ALL writing is difficult. Mysteries have their difficulties, romance certainly does, sci fi? You betcha. Literary fiction is probably the most difficult genre to pin down and most likely the most difficult to write simply because it is so nebulous – there’s no road map of any kind to follow when writing the literary genre. (Some say genre fiction is “cookie cutter” – I object to that term. I much prefer road map.)
That said, I firmly believe that all writing is a tough journey, and it takes tough men and women to stick with this type of career. I stopped being a wilting flower back when I was a ballet dancer in my teens. But these newer communities of writers that I’ve been hanging with made me uncomfortable, unhappy, and in many cases, depressed. (No, not all the people were downers – some of them were genuine, and sweet, and I suspect we will keep in contact. I also suspect they are romance writers.)
So it was with some measure of relief that today I allowed myself to stop following a few online conversations. I stepped back into the cozy, warm, accepting world of romance writers with a huge sigh of relief. In my eleven years of writing romance, and ten years of belonging to Romance Writers of America, I have been mentored, nurtured, buoyed up when I was down. I have received spot-on comments on my work from critique partners and contests, heard the right advice at the right time from the right workshop, and jumped with joy when friends sold, or were RITA® or Golden Heart® finalists/winners.
Through the Romance Community, I have met friends from across the world, across the country, and right here in my home town that I know, without a doubt, are rooting for my success just as hard as I’m rooting for theirs.
The romance writers’ community is one of warmth, helpfulness, friendship, and encouragement. I truly believe that RWA has it right – when the book tide rises, all book boats float. All authors benefit from one author’s success. Especially wild success, like JK Rowling and Stephenie Meyer.

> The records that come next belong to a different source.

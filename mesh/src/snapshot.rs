//! Persisted form of a compiled mesh.
//!
//! A [`MeshSnapshot`] holds everything needed to render and query a mesh
//! without recompiling it. Restoring validates buffer shapes and stream
//! indices; the canonical source vertices are not stored, so a restored mesh
//! cannot [`rebind_skeleton`](CompiledMesh::rebind_skeleton).
//!
//! [`encode`] / [`decode`] convert snapshots to bytes in RON or bincode,
//! each behind its own feature.

use serde::{Deserialize, Serialize};

use crate::blendshape::BlendshapeSummary;
use crate::bounds::Aabb;
use crate::buffer::{AttributeBuffer, BufferCollection, bindings};
use crate::compiler::{CompiledMesh, spatial_index};
use crate::config::CompilerConfig;
use crate::error::MeshError;
use crate::primitive::PrimitiveStreams;
use crate::skinning::{SkinningLayout, UtilizedBone};

/// Serializable compiled mesh.
#[derive(Debug, Clone, PartialEq, Serialize, Deserialize)]
pub struct MeshSnapshot {
    /// Number of canonical vertices.
    pub vertex_count: usize,
    /// Index streams.
    pub streams: PrimitiveStreams,
    /// Bounds of the dominant stream.
    pub bounds: Aabb,
    /// Buffers in binding-name order.
    pub buffers: Vec<AttributeBuffer>,
    /// Source bone names.
    pub bone_names: Vec<String>,
    /// Utilized bones in ordinal order.
    pub bones: Vec<UtilizedBone>,
    /// Skinning layout, if any.
    pub skinning_layout: Option<SkinningLayout>,
    /// Blendshape summary, if any.
    pub blendshapes: Option<BlendshapeSummary>,
    /// Canonical → source vertex map.
    pub source_vertices: Vec<u32>,
    /// Compile configuration.
    pub config: CompilerConfig,
}

impl CompiledMesh {
    /// Capture the mesh as a snapshot.
    pub fn to_snapshot(&self) -> MeshSnapshot {
        MeshSnapshot {
            vertex_count: self.vertex_count,
            streams: self.streams.clone(),
            bounds: self.bounds,
            buffers: self.buffers.iter().cloned().collect(),
            bone_names: self.bone_names.clone(),
            bones: self.bones.clone(),
            skinning_layout: self.skinning_layout,
            blendshapes: self.blendshapes.clone(),
            source_vertices: self.source_vertices.clone(),
            config: self.config.clone(),
        }
    }

    /// Restore a mesh from a snapshot without recompiling.
    pub fn from_snapshot(snapshot: MeshSnapshot) -> Result<Self, MeshError> {
        let vertex_count = snapshot.vertex_count;

        let mut buffers = BufferCollection::new();
        for buffer in snapshot.buffers {
            buffers.add(buffer)?;
        }
        validate_buffers(&buffers, vertex_count)?;

        match snapshot.skinning_layout {
            Some(SkinningLayout::Fixed4) => {
                buffers.require(bindings::BONE_INDICES)?;
                buffers.require(bindings::BONE_WEIGHTS)?;
            }
            Some(SkinningLayout::Variable) => {
                buffers.require(bindings::BONE_OFFSETS)?;
                buffers.require(bindings::BONE_COUNTS)?;
                buffers.require(bindings::BONE_INDEX_POOL)?;
                buffers.require(bindings::BONE_WEIGHT_POOL)?;
            }
            None => {}
        }
        if snapshot.blendshapes.is_some() {
            buffers.require(bindings::BLENDSHAPE_OFFSETS)?;
            buffers.require(bindings::BLENDSHAPE_COUNTS)?;
            buffers.require(bindings::BLENDSHAPE_INDICES)?;
            buffers.require(bindings::BLENDSHAPE_DELTAS)?;
        }

        validate_streams(&snapshot.streams, vertex_count)?;
        if !snapshot.source_vertices.is_empty() && snapshot.source_vertices.len() != vertex_count {
            return Err(MeshError::AttributeCountMismatch {
                attribute: "source_vertices".to_string(),
                expected: vertex_count,
                found: snapshot.source_vertices.len(),
            });
        }

        let spatial = spatial_index(&buffers, &snapshot.streams, snapshot.config.bvh_leaf_size);
        log::debug!(
            "Restored mesh snapshot: {} vertices, {} buffers",
            vertex_count,
            buffers.len()
        );

        Ok(Self {
            vertex_count,
            streams: snapshot.streams,
            buffers,
            bounds: snapshot.bounds,
            bone_names: snapshot.bone_names,
            bones: snapshot.bones,
            skinning_layout: snapshot.skinning_layout,
            blendshapes: snapshot.blendshapes,
            source_vertices: snapshot.source_vertices,
            vertices: None,
            config: snapshot.config,
            spatial,
        })
    }
}

/// True for bindings holding exactly one element per vertex.
fn is_per_vertex(name: &str) -> bool {
    let numbered = |prefix: &str| {
        name.strip_prefix(prefix)
            .is_some_and(|rest| !rest.is_empty() && rest.bytes().all(|b| b.is_ascii_digit()))
    };
    matches!(
        name,
        bindings::POSITION
            | bindings::NORMAL
            | bindings::TANGENT
            | bindings::BONE_INDICES
            | bindings::BONE_WEIGHTS
            | bindings::BONE_OFFSETS
            | bindings::BONE_COUNTS
            | bindings::BLENDSHAPE_OFFSETS
            | bindings::BLENDSHAPE_COUNTS
    ) || numbered(bindings::COLOR_PREFIX)
        || numbered(bindings::UV_PREFIX)
}

fn validate_buffers(buffers: &BufferCollection, vertex_count: usize) -> Result<(), MeshError> {
    let position = buffers.require(bindings::POSITION)?;
    if position.components() != 3 {
        return Err(MeshError::InvalidBuffer {
            name: bindings::POSITION.to_string(),
            message: format!("expected 3 components, found {}", position.components()),
        });
    }
    for buffer in buffers.iter() {
        buffer.validate()?;
        if is_per_vertex(buffer.name()) && buffer.element_count() != vertex_count {
            return Err(MeshError::InvalidBuffer {
                name: buffer.name().to_string(),
                message: format!(
                    "{} elements for {vertex_count} vertices",
                    buffer.element_count()
                ),
            });
        }
    }
    Ok(())
}

fn validate_streams(streams: &PrimitiveStreams, vertex_count: usize) -> Result<(), MeshError> {
    if streams.referenced_vertex_count() <= vertex_count {
        return Ok(());
    }
    // Out of range somewhere; find the stream for the error.
    let check = |context: &str, index: u32| {
        if index as usize >= vertex_count {
            Err(MeshError::IndexOutOfRange {
                context: context.to_string(),
                index,
                vertex_count,
            })
        } else {
            Ok(())
        }
    };
    for &i in streams.triangles.iter().flatten() {
        check("triangle stream", i)?;
    }
    for &i in streams.lines.iter().flatten() {
        check("line stream", i)?;
    }
    for &i in &streams.points {
        check("point stream", i)?;
    }
    Ok(())
}

/// Supported snapshot encodings.
#[derive(Debug, Clone, Copy, PartialEq, Eq)]
pub enum Format {
    /// RON, human-readable.
    #[cfg(feature = "serialize-ron")]
    Ron,
    /// Bincode, compact binary.
    #[cfg(feature = "serialize-bincode")]
    Bincode,
}

/// Encode a snapshot.
#[allow(unused_variables)]
pub fn encode(snapshot: &MeshSnapshot, format: Format) -> Result<Vec<u8>, MeshError> {
    match format {
        #[cfg(feature = "serialize-ron")]
        Format::Ron => ron::ser::to_string_pretty(snapshot, ron::ser::PrettyConfig::default())
            .map(String::into_bytes)
            .map_err(|e| MeshError::Format(e.to_string())),
        #[cfg(feature = "serialize-bincode")]
        Format::Bincode => {
            bincode::serialize(snapshot).map_err(|e| MeshError::Format(e.to_string()))
        }
    }
}

/// Decode a snapshot.
#[allow(unused_variables)]
pub fn decode(bytes: &[u8], format: Format) -> Result<MeshSnapshot, MeshError> {
    match format {
        #[cfg(feature = "serialize-ron")]
        Format::Ron => {
            let text = std::str::from_utf8(bytes).map_err(|e| MeshError::Format(e.to_string()))?;
            ron::from_str(text).map_err(|e| MeshError::Format(e.to_string()))
        }
        #[cfg(feature = "serialize-bincode")]
        Format::Bincode => {
            bincode::deserialize(bytes).map_err(|e| MeshError::Format(e.to_string()))
        }
    }
}

#[cfg(test)]
mod tests {
    use super::*;
    use crate::compiler::{MeshCompiler, MeshInput};
    use crate::primitive::Primitive;
    use crate::skinning::NoSkeleton;
    use crate::vertex::Vertex;

    fn compiled() -> CompiledMesh {
        let input = MeshInput::new(
            vec![
                Vertex::new([0.0, 0.0, 0.0]).with_tex_coord([0.0, 0.0]),
                Vertex::new([1.0, 0.0, 0.0]).with_tex_coord([1.0, 0.0]),
                Vertex::new([0.0, 1.0, 0.0]).with_tex_coord([0.0, 1.0]),
            ],
            vec![Primitive::Triangle([0, 1, 2])],
        );
        MeshCompiler::default().compile(&input, &NoSkeleton).unwrap()
    }

    #[test]
    fn snapshot_roundtrip() {
        let mesh = compiled();
        let snapshot = mesh.to_snapshot();
        let restored = CompiledMesh::from_snapshot(snapshot.clone()).unwrap();
        assert_eq!(restored.vertex_count(), 3);
        assert_eq!(restored.to_snapshot(), snapshot);
        assert!(restored.canonical_vertices().is_none());
        assert!(restored.spatial_index().wait_until_ready().is_some());
        assert!(
            restored
                .intersect_segment([0.2, 0.2, 1.0], [0.2, 0.2, -1.0])
                .is_some()
        );
    }

    #[test]
    fn restored_mesh_cannot_rebind() {
        let mut restored = CompiledMesh::from_snapshot(compiled().to_snapshot()).unwrap();
        assert!(matches!(
            restored.rebind_skeleton(&NoSkeleton),
            Err(MeshError::SourceVerticesUnavailable)
        ));
    }

    #[test]
    fn missing_position_rejected() {
        let mut snapshot = compiled().to_snapshot();
        snapshot.buffers.retain(|b| b.name() != bindings::POSITION);
        assert!(matches!(
            CompiledMesh::from_snapshot(snapshot),
            Err(MeshError::MissingBuffer(_))
        ));
    }

    #[test]
    fn short_attribute_rejected() {
        let mut snapshot = compiled().to_snapshot();
        snapshot.buffers.retain(|b| b.name() != "uv0");
        snapshot
            .buffers
            .push(AttributeBuffer::from_f32("uv0", 2, vec![0.0; 4]).unwrap());
        assert!(matches!(
            CompiledMesh::from_snapshot(snapshot),
            Err(MeshError::InvalidBuffer { .. })
        ));
    }

    #[test]
    fn out_of_range_stream_rejected() {
        let mut snapshot = compiled().to_snapshot();
        snapshot.streams.triangles.push([0, 1, 7]);
        assert!(matches!(
            CompiledMesh::from_snapshot(snapshot),
            Err(MeshError::IndexOutOfRange { index: 7, .. })
        ));
    }

    #[test]
    fn duplicate_buffer_rejected() {
        let mut snapshot = compiled().to_snapshot();
        let copy = snapshot.buffers[0].clone();
        snapshot.buffers.push(copy);
        assert!(matches!(
            CompiledMesh::from_snapshot(snapshot),
            Err(MeshError::DuplicateBuffer(_))
        ));
    }

    #[test]
    fn per_vertex_names() {
        assert!(is_per_vertex("uv3"));
        assert!(is_per_vertex("color0"));
        assert!(!is_per_vertex("uv"));
        assert!(!is_per_vertex("blendshape_deltas"));
        assert!(!is_per_vertex("bone_index_pool"));
    }

    #[cfg(feature = "serialize-ron")]
    #[test]
    fn ron_roundtrip() {
        let snapshot = compiled().to_snapshot();
        let bytes = encode(&snapshot, Format::Ron).unwrap();
        assert_eq!(decode(&bytes, Format::Ron).unwrap(), snapshot);
    }

    #[cfg(feature = "serialize-bincode")]
    #[test]
    fn bincode_roundtrip() {
        let snapshot = compiled().to_snapshot();
        let bytes = encode(&snapshot, Format::Bincode).unwrap();
        assert_eq!(decode(&bytes, Format::Bincode).unwrap(), snapshot);
    }

    #[cfg(feature = "serialize-ron")]
    #[test]
    fn malformed_ron_is_format_error() {
        assert!(matches!(
            decode(b"not a snapshot", Format::Ron),
            Err(MeshError::Format(_))
        ));
    }
}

Life is tough enough without having writers buy into the belief that they must put other writers down in order to make themselves rise. I am SO glad I could step away from that community, and return to the warmth, acceptance and nurturing of the romance writers.
There are plenty of places to go if you want to get beaten down by life. It’s nice to know there’s a place I can go to get the support from others in my profession. Thanks, Romance Community. I totally Heart each and every one of you lovely people.
Thanks for stopping by, I love having you visit!
Very nice post, good points indeed!
I know what you mean. The romance groups have such uplifting writers. It’s nice to know that there is such a level of support.
heart you back! thanks for the post
Hi Christine! When I first started writing, I never imagined meeting so many wonderful people. The romance community is amazing. I’ve made such special friends, both in person and online, and their kindness and generosity is something I’m so grateful for. I heart you back!
Hear, hear! Beautifully put, Christine.
I heart you more!
I am with you. My career did not get off the ground until I joined RWA & my local chapter. An online chaper helped critique a book i ended up selling. They were tough but encouraging. I write romance because i read romance.
There is just NO place for put-downs amongst writers, in my opinion. All writing, as you say, is WORK and we should support one another – always.
Good for you for stepping up and saying so.
Yay! I double heart you, and I too heart all writers, especially those who include a happily ever after. : )
I heart you and all of my romance friends. I sometimes wonder if the “negative” reaction to romance is caused by its numbers. Romance far outsells all other genres. I think others put it down in order to feel better about themselves. It is a shame, but I think that feeds into the negativity.
I’m brand new to the romance writing community, with a book coming out in May (meaning, as of right now, unpublished), and I am amazed at the warmth and welcoming friendship offered up in this genre. I completely agree.
While not a romance writer myself (although my current WIP is young adult contemporary romance, hmmm), I have been blessed to find some supportive writing communities. I have also stumbled upon some less-than-accepting writers, especially those who look down at others not publishing in the same way they are (self, indie, trad). I glean what I want and get out of there quickly. You are right, Christine! Writing is a tough enough biz without being smacked around by others on the same journey you’re on. Great post!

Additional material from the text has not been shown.